Bond Street Outlook 2024 | Yields likely to see downward movement on US rate cut expectations, FPI inflows

The expected range for the 10-year benchmark government bond next year is 6.70-7.30 percent, say experts.

December 28, 2023 / 21:06 IST
bonds

bonds

Indian bond yields are likely to see a downward movement in 2024 due to expectation of rate cuts by the US Federal Reserve and inflows from foreign investors after inclusion in JP Morgan’s Emerging Bond Index, experts said.

The expected range for the 10-year benchmark government bond is 6.70-7.30 percent, they added.

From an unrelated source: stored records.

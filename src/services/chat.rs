use std::sync::Arc;
use std::time::Duration;

use rand::rngs::StdRng;
use rand::{RngCore, SeedableRng};
use tokio::sync::Mutex;
use tokio::task::JoinHandle;
use tokio::time::Instant;

use crate::config::Config;
use crate::error::AppResult;
use crate::models::{ChatMessage, Sender};
use crate::services::chatbot::{self, WELCOME_MESSAGE};
use crate::store::RecordStore;

pub type SharedStore = Arc<Mutex<RecordStore>>;
pub type SharedRng = Arc<Mutex<Box<dyn RngCore + Send>>>;

/// Pending deferred append. Awaiting it is optional; the append happens either way.
pub type PendingReply = JoinHandle<AppResult<()>>;

/// Conversation with the scripted assistant.
///
/// Each reply is scheduled on its own task, due `reply_delay` after its user
/// message. Replies are not serialized against each other or against later
/// user messages: a reply can land after a message sent while it was pending.
/// Message timestamps come from the store clock.
#[derive(Clone)]
pub struct ChatSession {
    store: SharedStore,
    rng: SharedRng,
    reply_delay: Duration,
    welcome_delay: Duration,
}

impl ChatSession {
    pub fn new(store: SharedStore, rng: Box<dyn RngCore + Send>, config: &Config) -> Self {
        Self {
            store,
            rng: Arc::new(Mutex::new(rng)),
            reply_delay: config.chat_reply_delay(),
            welcome_delay: config.chat_welcome_delay(),
        }
    }

    /// Production wiring: entropy-seeded rng.
    pub fn from_config(store: SharedStore, config: &Config) -> Self {
        Self::new(store, Box::new(StdRng::from_entropy()), config)
    }

    pub fn store(&self) -> &SharedStore {
        &self.store
    }

    /// Appends the user message now and schedules the bot reply.
    /// Blank input is ignored and returns `None`.
    pub async fn send(&self, text: &str) -> AppResult<Option<PendingReply>> {
        if text.trim().is_empty() {
            return Ok(None);
        }

        let deadline = Instant::now() + self.reply_delay;
        {
            let mut store = self.store.lock().await;
            let now = store.now();
            store.add_chat_message(ChatMessage::sent_at(text, Sender::User, now))?;
        }

        let content = text.to_string();
        let store = self.store.clone();
        let rng = self.rng.clone();

        Ok(Some(tokio::spawn(async move {
            tokio::time::sleep_until(deadline).await;

            let category = chatbot::classify(&content);
            let reply = {
                let mut rng = rng.lock().await;
                chatbot::respond(category, &mut **rng)
            };
            tracing::debug!(?category, "Bot reply ready");

            append_bot(&store, reply).await
        })))
    }

    /// Greets an empty conversation. Returns whether a message was added.
    pub async fn ensure_welcome(&self) -> AppResult<bool> {
        let mut store = self.store.lock().await;
        if !store.chat_messages().is_empty() {
            return Ok(false);
        }
        let now = store.now();
        store.add_chat_message(ChatMessage::sent_at(WELCOME_MESSAGE, Sender::Bot, now))?;
        Ok(true)
    }

    /// Clears history and greets again. With prior history the greeting is
    /// deferred by `welcome_delay`; otherwise it is appended immediately.
    pub async fn start_new_chat(&self) -> AppResult<Option<PendingReply>> {
        let mut store = self.store.lock().await;
        if store.chat_messages().is_empty() {
            let now = store.now();
            store.add_chat_message(ChatMessage::sent_at(WELCOME_MESSAGE, Sender::Bot, now))?;
            return Ok(None);
        }

        store.clear_chat_messages()?;
        drop(store);

        let deadline = Instant::now() + self.welcome_delay;
        let store = self.store.clone();
        Ok(Some(tokio::spawn(async move {
            tokio::time::sleep_until(deadline).await;
            append_bot(&store, WELCOME_MESSAGE).await
        })))
    }

    /// Waits for a scheduled append and surfaces its outcome.
    pub async fn settle(pending: PendingReply) -> AppResult<()> {
        pending.await.map_err(anyhow::Error::from)?
    }
}

async fn append_bot(store: &SharedStore, content: &str) -> AppResult<()> {
    let mut store = store.lock().await;
    let now = store.now();
    store.add_chat_message(ChatMessage::sent_at(content, Sender::Bot, now))
}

“We see a downward bias in yields in the calendar year 2024. We expect the US Federal Reserve to cut rates by 150 basis points (bps) between March 2024 and June 2025. We expect the 10-year bond to trade in the range of 6.70-7.30 percent in CY 2024,” said Deepak Agrawal, CIO - Debt, Kotak Mahindra AMC.

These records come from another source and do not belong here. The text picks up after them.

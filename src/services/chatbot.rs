//! Scripted support assistant: keyword classification plus canned replies.

use rand::Rng;
use serde::Serialize;

#[derive(Debug, Clone, Copy, PartialEq, Eq, Hash, Serialize)]
#[serde(rename_all = "lowercase")]
pub enum ResponseCategory {
    Greeting,
    Sadness,
    Anxiety,
    Happiness,
    Journaling,
    Neutral,
    Fallback,
}

#[derive(Debug, Clone, Copy)]
pub struct KeywordRule {
    pub category: ResponseCategory,
    pub keywords: &'static [&'static str],
}

impl KeywordRule {
    /// `lowered` must already be lowercase.
    fn matches(&self, lowered: &str) -> bool {
        self.keywords.iter().any(|k| lowered.contains(k))
    }
}

/// Evaluated top to bottom; first match wins. Plain substring containment, so
/// "this" counts as a greeting.
pub const RULES: [KeywordRule; 6] = [
    KeywordRule {
        category: ResponseCategory::Greeting,
        keywords: &["hi", "hello", "hey"],
    },
    KeywordRule {
        category: ResponseCategory::Sadness,
        keywords: &["sad", "down", "depressed", "unhappy"],
    },
    KeywordRule {
        category: ResponseCategory::Anxiety,
        keywords: &["anxious", "worry", "stress", "nervous"],
    },
    KeywordRule {
        category: ResponseCategory::Happiness,
        keywords: &["happy", "joy", "great", "good"],
    },
    KeywordRule {
        category: ResponseCategory::Journaling,
        keywords: &["journal", "write", "entry"],
    },
    KeywordRule {
        category: ResponseCategory::Neutral,
        keywords: &["neutral", "okay", "fine"],
    },
];

pub const WELCOME_MESSAGE: &str = "Hello! I'm your mood companion. How are you feeling today?";

const GREETING: [&str; 4] = [
    "Hello! How are you feeling today?",
    "Hi there! I'm your mood companion. How can I help you today?",
    "Welcome back! How's your emotional journey going?",
    "Good to see you! How's your mood right now?",
];

const SADNESS: [&str; 4] = [
    "I'm sorry to hear you're feeling down. Would you like to talk about what's happening?",
    "It's okay to feel sad sometimes. Would writing in your journal help process these feelings?",
    "I notice you've been feeling sad. Have you tried any activities that brought you joy in the past?",
    "Sadness is a natural emotion. Would you like some recommendations that might help?",
];

const ANXIETY: [&str; 4] = [
    "I see you're feeling anxious. Let's take a deep breath together. In for 4, hold for 7, out for 8.",
    "Anxiety can be overwhelming. Would writing about your specific worries help identify them?",
    "When anxiety rises, grounding exercises can help. Would you like me to suggest one?",
    "I'm here with you through this anxious moment. Would talking about what triggered it help?",
];

const HAPPINESS: [&str; 4] = [
    "It's wonderful that you're feeling happy! What contributed to this positive feeling?",
    "I'm glad you're in a good mood! This is a great time to reflect on what's going well.",
    "Your happiness is worth celebrating! Would you like to journal about this positive experience?",
    "It's great to see you happy! Remember this feeling and what led to it.",
];

const NEUTRAL: [&str; 4] = [
    "How would you describe your mood in more detail?",
    "Neutral moods are common. Is there anything specific on your mind?",
    "Sometimes a neutral mood can be a good reset. What are you thinking about today?",
    "Would you like to explore what might boost your mood a bit today?",
];

const JOURNALING: [&str; 4] = [
    "Journaling is a powerful tool for emotional well-being. What would you like to write about today?",
    "Your journal is a safe space for your thoughts. Is there something specific you want to explore?",
    "Regular journaling can help identify emotional patterns. What's on your mind right now?",
    "Sometimes just writing freely without judgment can be revealing. Would you like to try that?",
];

const FALLBACK: [&str; 4] = [
    "I'm here to support your emotional journey. Would you like to talk about how you're feeling?",
    "I'm still learning how to be a better companion. Can you tell me more about what's on your mind?",
    "Thank you for sharing. Would you like to explore this further in your journal?",
    "I appreciate you opening up. Would some mood-boosting recommendations help right now?",
];

pub fn responses(category: ResponseCategory) -> &'static [&'static str; 4] {
    match category {
        ResponseCategory::Greeting => &GREETING,
        ResponseCategory::Sadness => &SADNESS,
        ResponseCategory::Anxiety => &ANXIETY,
        ResponseCategory::Happiness => &HAPPINESS,
        ResponseCategory::Journaling => &JOURNALING,
        ResponseCategory::Neutral => &NEUTRAL,
        ResponseCategory::Fallback => &FALLBACK,
    }
}

pub fn classify(text: &str) -> ResponseCategory {
    let lowered = text.to_lowercase();
    RULES
        .iter()
        .find(|rule| rule.matches(&lowered))
        .map(|rule| rule.category)
        .unwrap_or(ResponseCategory::Fallback)
}

/// Uniform pick from the category's pool.
pub fn respond<R: Rng + ?Sized>(category: ResponseCategory, rng: &mut R) -> &'static str {
    let pool = responses(category);
    pool[rng.gen_range(0..pool.len())]
}

pub fn reply<R: Rng + ?Sized>(text: &str, rng: &mut R) -> &'static str {
    respond(classify(text), rng)
}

One basis point is one-hundredth of a percentage point.

Adding to this, Venkatakrishnan Srinivasan, founder and managing partner of Rockfort Fincap LLP, said on expectations of an increase in Foreign Portfolio Investment (FPI) investment following India’s inclusion in the JPMorgan bond index, the 10-year government bond yields may go down till 6.75 percent.

“In case of any delay in events, the 10-year G-Sec yields may trade within a range between 6.75 percent and 7.00 percent till December 2024,” Srinivasan added.

In its policy meeting this month, the US Federal Reserve held its key interest rate steady for the third straight time and set the table for multiple cuts in 2024 and beyond.

Further, JP Morgan Chase & Co will add Indian government bonds to the JPMorgan Government Bond Index-Emerging Markets starting June 28, 2024.

India’s addition to a major global gauge will give global investors greater access to the world’s fastest-growing large economy that offers some of the highest returns in the region.

The inclusion may also prompt inflows of as much as $30 billion, according to HSBC Holdings Plc.

The move has significant implications for investors in India's debt market, with the country’s weight in the index going up to a maximum of 10 percent, and eligible government bonds valued at $330 billion, analysts said.

Investment by FPIs in Indian bonds through Fully Accessible Route (FAR) has already increased after the index inclusion announcement. According to the data, as of December 20, 2023, FPI investment in FAR securities had risen 35 percent since September 22, and 65 percent since April 3.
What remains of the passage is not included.